▸ **Goal of the exercise**: The answer is a stretch of the material below, returned exactly: the line containing "#[must_use]", the line containing "let output = cmd.output().await.map_err(|e|", and all lines between.

▸ **Dataset extract**:
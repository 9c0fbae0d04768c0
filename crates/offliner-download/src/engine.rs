//! Download Engine (spec §4.4): produces exactly one on-disk artifact for
//! one (Target, Mode, UserConfig) tuple.

use std::path::{Path, PathBuf};
use std::process::Stdio;
use std::sync::Arc;

use async_trait::async_trait;
use tokio::io::{AsyncBufReadExt, BufReader};
use tokio::process::Command;
use tracing::{debug, info, warn};

use offliner_core::domain::{Mode, UserConfig};
use offliner_core::error::CoreError;
use offliner_core::ports::{DownloadEnginePort, DownloadHooks, EngineRequest, TransferUpdate};

use crate::options::{self, supports_embedded_art};
use crate::protocol::{self, Event};
use crate::sanitize::{is_sidecar_of, sanitize_stem};

const TOOL_BINARY_ENV: &str = "OFFLINER_YT_DLP_BIN";
const DEFAULT_BINARY: &str = "yt-dlp";
const SPONSORBLOCK_FAILURE_MARKERS: &[&str] =
    &["SponsorBlock", "unexpected keyword argument 'action'"];
const CLIENT_SURFACE_FAILURE_MARKERS: &[&str] =
    &["HTTP Error 400", "Requested content is not available"];
const MAX_CURRENT_FILE_LEN: usize = 60;

/// Invokes the external media tool as a subprocess per download.
pub struct ExternalToolEngine {
    binary: String,
}

impl Default for ExternalToolEngine {
    fn default() -> Self {
        Self::new()
    }
}

impl ExternalToolEngine {
    #[must_use]
    pub fn new() -> Self {
        let binary =
            std::env::var(TOOL_BINARY_ENV).unwrap_or_else(|_| DEFAULT_BINARY.to_string());
        if which::which(&binary).is_err() {
            warn!(binary = %binary, "external media tool not found on PATH at startup");
        }
        Self { binary }
    }

    /// Extract info only (no download); returns `true` if any playable
    /// format is present. Retries once without the forced internal-client
    /// argument when credentials are in use and nothing playable is found
    /// (spec §4.4 "Pre-flight probe").
    async fn has_playable_formats(
        &self,
        url: &str,
        credentials_path: Option<&Path>,
        forced_client: Option<&str>,
    ) -> Result<bool, CoreError> {
        let mut cmd = Command::new(&self.binary);
        cmd.arg("--dump-json").arg("--simulate").arg("--no-warnings");
        if let Some(path) = credentials_path {
            cmd.arg("--cookies").arg(path);
        }
        if let Some(client) = forced_client {
            cmd.arg("--extractor-args")
                .arg(format!("youtube:player_client={client}"));
        }
        cmd.arg(url).stdin(Stdio::null()).stdout(Stdio::piped()).stderr(Stdio::piped());

        let output = cmd.output().await.map_err(|e| CoreError::ExternalToolFailed {
            message: format!("failed to spawn probe: {e}"),
        })?;
        if !output.status.success() {
            return Ok(false);
        }
        let stdout = String::from_utf8_lossy(&output.stdout);
        let Some(line) = stdout.lines().next() else {
            return Ok(false);
        };
        let value: serde_json::Value = serde_json::from_str(line).map_err(|e| {
            CoreError::ExternalToolFailed {
                message: format!("malformed probe metadata: {e}"),
            }
        })?;
        let formats = value.get("formats").and_then(|f| f.as_array());
        Ok(formats.is_some_and(|f| !f.is_empty()))
    }

    async fn run_once(
        &self,
        request: &EngineRequest<'_>,
        config: &UserConfig,
        output_template: &str,
        include_sponsor_skip: bool,
        forced_client: Option<&str>,
        hooks: &Arc<dyn DownloadHooks>,
    ) -> Result<DownloadOutcome, EngineRunError> {
        let credentials_path_str = request.credentials_path.map(|p| p.to_string_lossy().into_owned());
        let args = options::build_args(
            request.mode,
            config,
            credentials_path_str.as_deref(),
            include_sponsor_skip,
            forced_client,
        );

        let mut cmd = Command::new(&self.binary);
        cmd.args(&args)
            .arg("--newline")
            .arg("--progress-template")
            .arg("download:%(progress)j")
            .arg("--progress-template")
            .arg("postprocess:%(progress)j")
            .arg("-o")
            .arg(output_template)
            .arg(request.target.url.as_str())
            .stdin(Stdio::null())
            .stdout(Stdio::piped())
            .stderr(Stdio::piped())
            .kill_on_drop(true);

        let mut child = cmd.spawn().map_err(|e| EngineRunError::Tool(format!("failed to spawn: {e}")))?;
        let stdout = child.stdout.take().expect("stdout was piped");
        let stderr = child.stderr.take().expect("stderr was piped");
        let mut lines = BufReader::new(stdout).lines();
        let mut stderr_lines = BufReader::new(stderr).lines();

        let stderr_task = tokio::spawn(async move {
            let mut collected = String::new();
            while let Ok(Some(line)) = stderr_lines.next_line().await {
                collected.push_str(&line);
                collected.push('\n');
            }
            collected
        });

        let mut reported_filename: Option<String> = None;
        let mut cancelled = false;

        loop {
            let Ok(Some(line)) = lines.next_line().await else {
                break;
            };
            if line.trim().is_empty() {
                continue;
            }
            match protocol::parse_line(&line) {
                Some(Event::Download(progress)) => {
                    if let Some(filename) = progress.filename.clone() {
                        reported_filename = Some(filename);
                    }
                    let stem = reported_filename
                        .as_deref()
                        .map(truncated_stem)
                        .unwrap_or_default();
                    let update = TransferUpdate {
                        bytes_downloaded: progress.downloaded_bytes,
                        bytes_total: progress.total_bytes(),
                        speed: progress.speed.map(|s| format!("{s:.0} B/s")),
                        eta: progress.eta.map(|e| e.to_string()),
                        current_file: stem,
                    };
                    if let Err(e) = hooks.on_transfer(progress.local_percent(), &update) {
                        warn!(error = %e, "transfer hook requested abort");
                        let _ = child.kill().await;
                        cancelled = true;
                        break;
                    }
                }
                Some(Event::Postprocess(progress)) => {
                    if progress.status == "started" {
                        let name = progress
                            .postprocessor
                            .unwrap_or_else(|| "Processing".to_string());
                        hooks.on_postprocess_started(&humanize_postprocessor(&name));
                    }
                }
                None => debug!(line = %line, "external tool output (not a progress event)"),
            }
        }

        if cancelled {
            let _ = child.wait().await;
            return Err(EngineRunError::Cancelled);
        }

        let status = child
            .wait()
            .await
            .map_err(|e| EngineRunError::Tool(format!("wait failed: {e}")))?;
        let stderr_text = stderr_task.await.unwrap_or_default();

        if !status.success() {
            return Err(EngineRunError::Tool(stderr_text));
        }

        Ok(DownloadOutcome { reported_filename })
    }

    /// After download, determine the produced file (spec §4.4 "Final path
    /// resolution"): prefer the tool's own reported path (preferring a
    /// converted-extension sibling for audio post-processing), else scan
    /// the session directory, else reconstruct the expected path.
    async fn resolve_final_path(
        &self,
        outcome: &DownloadOutcome,
        session_dir: &Path,
        stem: &str,
        mode: Mode,
        config: &UserConfig,
    ) -> Result<PathBuf, CoreError> {
        let container = match mode {
            Mode::Audio => config.audio_format.extension(),
            Mode::Video => config.video_format.extension(),
        };

        if let Some(reported) = &outcome.reported_filename {
            let reported_path = PathBuf::from(reported);
            if mode == Mode::Audio {
                let converted = reported_path.with_extension(container);
                if tokio::fs::metadata(&converted).await.is_ok() {
                    return Ok(converted);
                }
            }
            if tokio::fs::metadata(&reported_path).await.is_ok() {
                return Ok(reported_path);
            }
        }

        if let Ok(mut entries) = tokio::fs::read_dir(session_dir).await {
            let mut best: Option<(u64, PathBuf)> = None;
            while let Ok(Some(entry)) = entries.next_entry().await {
                let name = entry.file_name().to_string_lossy().into_owned();
                if !name.starts_with(stem) || is_sidecar_of(stem, &name) {
                    continue;
                }
                let Ok(metadata) = entry.metadata().await else {
                    continue;
                };
                if !metadata.is_file() {
                    continue;
                }
                let size = metadata.len();
                if best.as_ref().is_none_or(|(best_size, _)| size > *best_size) {
                    best = Some((size, entry.path()));
                }
            }
            if let Some((_, path)) = best {
                return Ok(path);
            }
        }

        Ok(session_dir.join(format!("{stem}.{container}")))
    }

    async fn clean_sidecars(&self, session_dir: &Path, stem: &str) {
        let Ok(mut entries) = tokio::fs::read_dir(session_dir).await else {
            return;
        };
        while let Ok(Some(entry)) = entries.next_entry().await {
            let name = entry.file_name().to_string_lossy().into_owned();
            if is_sidecar_of(stem, &name) {
                if let Err(e) = tokio::fs::remove_file(entry.path()).await {
                    debug!(file = %name, error = %e, "failed to remove sidecar file");
                }
            }
        }
    }
}

struct DownloadOutcome {
    reported_filename: Option<String>,
}

enum EngineRunError {
    Tool(String),
    Cancelled,
}

fn truncated_stem(filename: &str) -> String {
    let stem = Path::new(filename)
        .file_stem()
        .map(|s| s.to_string_lossy().into_owned())
        .unwrap_or_else(|| filename.to_string());
    stem.chars().take(MAX_CURRENT_FILE_LEN).collect()
}

fn humanize_postprocessor(name: &str) -> String {
    match name {
        "FFmpegExtractAudio" => "Extracting audio".to_string(),
        "FFmpegMetadata" => "Tagging metadata".to_string(),
        "FFmpegThumbnailsConvertor" => "Converting thumbnail".to_string(),
        "EmbedThumbnail" => "Embedding cover art".to_string(),
        "SponsorBlock" => "Removing sponsored segments".to_string(),
        other => other.to_string(),
    }
}

fn contains_marker(text: &str, markers: &[&str]) -> bool {
    markers.iter().any(|marker| text.contains(marker))
}

#[async_trait]
impl DownloadEnginePort for ExternalToolEngine {
    async fn download(
        &self,
        request: EngineRequest<'_>,
        config: &UserConfig,
        hooks: Arc<dyn DownloadHooks>,
    ) -> Result<PathBuf, CoreError> {
        let stem = sanitize_stem(&request.target.raw_stem());
        let output_template = request
            .session_dir
            .join(format!("{stem}.%(ext)s"))
            .to_string_lossy()
            .into_owned();

        let forced_client = request.credentials_path.map(|_| "web_creator");

        if request.credentials_path.is_some() {
            let has_formats = self
                .has_playable_formats(&request.target.url, request.credentials_path, forced_client)
                .await?;
            if !has_formats {
                let retried = self
                    .has_playable_formats(&request.target.url, request.credentials_path, None)
                    .await?;
                if !retried {
                    return Err(CoreError::DownloadItemFailed {
                        message: "no playable formats found; credentials may be invalid"
                            .to_string(),
                    });
                }
            }
        }

        let mut include_sponsor_skip = true;
        let mut forced_client = forced_client.map(str::to_string);
        let mut attempts = 0;
        let outcome = loop {
            attempts += 1;
            match self
                .run_once(
                    &request,
                    config,
                    &output_template,
                    include_sponsor_skip,
                    forced_client.as_deref(),
                    &hooks,
                )
                .await
            {
                Ok(outcome) => break outcome,
                Err(EngineRunError::Cancelled) => return Err(CoreError::Cancelled),
                Err(EngineRunError::Tool(stderr)) => {
                    if attempts == 1
                        && include_sponsor_skip
                        && contains_marker(&stderr, SPONSORBLOCK_FAILURE_MARKERS)
                    {
                        warn!("segment-removal post-processor failed, retrying without it");
                        include_sponsor_skip = false;
                        continue;
                    }
                    if attempts == 1
                        && forced_client.is_some()
                        && contains_marker(&stderr, CLIENT_SURFACE_FAILURE_MARKERS)
                    {
                        warn!("forced client rejected by credentialed probe, retrying auto-selected");
                        forced_client = None;
                        continue;
                    }
                    return Err(CoreError::ExternalToolFailed { message: stderr });
                }
            }
        };

        let final_path = self
            .resolve_final_path(&outcome, request.session_dir, &stem, request.mode, config)
            .await?;
        self.clean_sidecars(request.session_dir, &stem).await;
        info!(path = %final_path.display(), "download produced artifact");
        Ok(final_path)
    }
}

▸ **Exercise answer**:
    #[must_use]
    pub fn new() -> Self {
        let binary =
            std::env::var(TOOL_BINARY_ENV).unwrap_or_else(|_| DEFAULT_BINARY.to_string());
        if which::which(&binary).is_err() {
            warn!(binary = %binary, "external media tool not found on PATH at startup");
        }
        Self { binary }
    }

    /// Extract info only (no download); returns `true` if any playable
    /// format is present. Retries once without the forced internal-client
    /// argument when credentials are in use and nothing playable is found
    /// (spec §4.4 "Pre-flight probe").
    async fn has_playable_formats(
        &self,
        url: &str,
        credentials_path: Option<&Path>,
        forced_client: Option<&str>,
    ) -> Result<bool, CoreError> {
        let mut cmd = Command::new(&self.binary);
        cmd.arg("--dump-json").arg("--simulate").arg("--no-warnings");
        if let Some(path) = credentials_path {
            cmd.arg("--cookies").arg(path);
        }
        if let Some(client) = forced_client {
            cmd.arg("--extractor-args")
                .arg(format!("youtube:player_client={client}"));
        }
        cmd.arg(url).stdin(Stdio::null()).stdout(Stdio::piped()).stderr(Stdio::piped());

        let output = cmd.output().await.map_err(|e| CoreError::ExternalToolFailed {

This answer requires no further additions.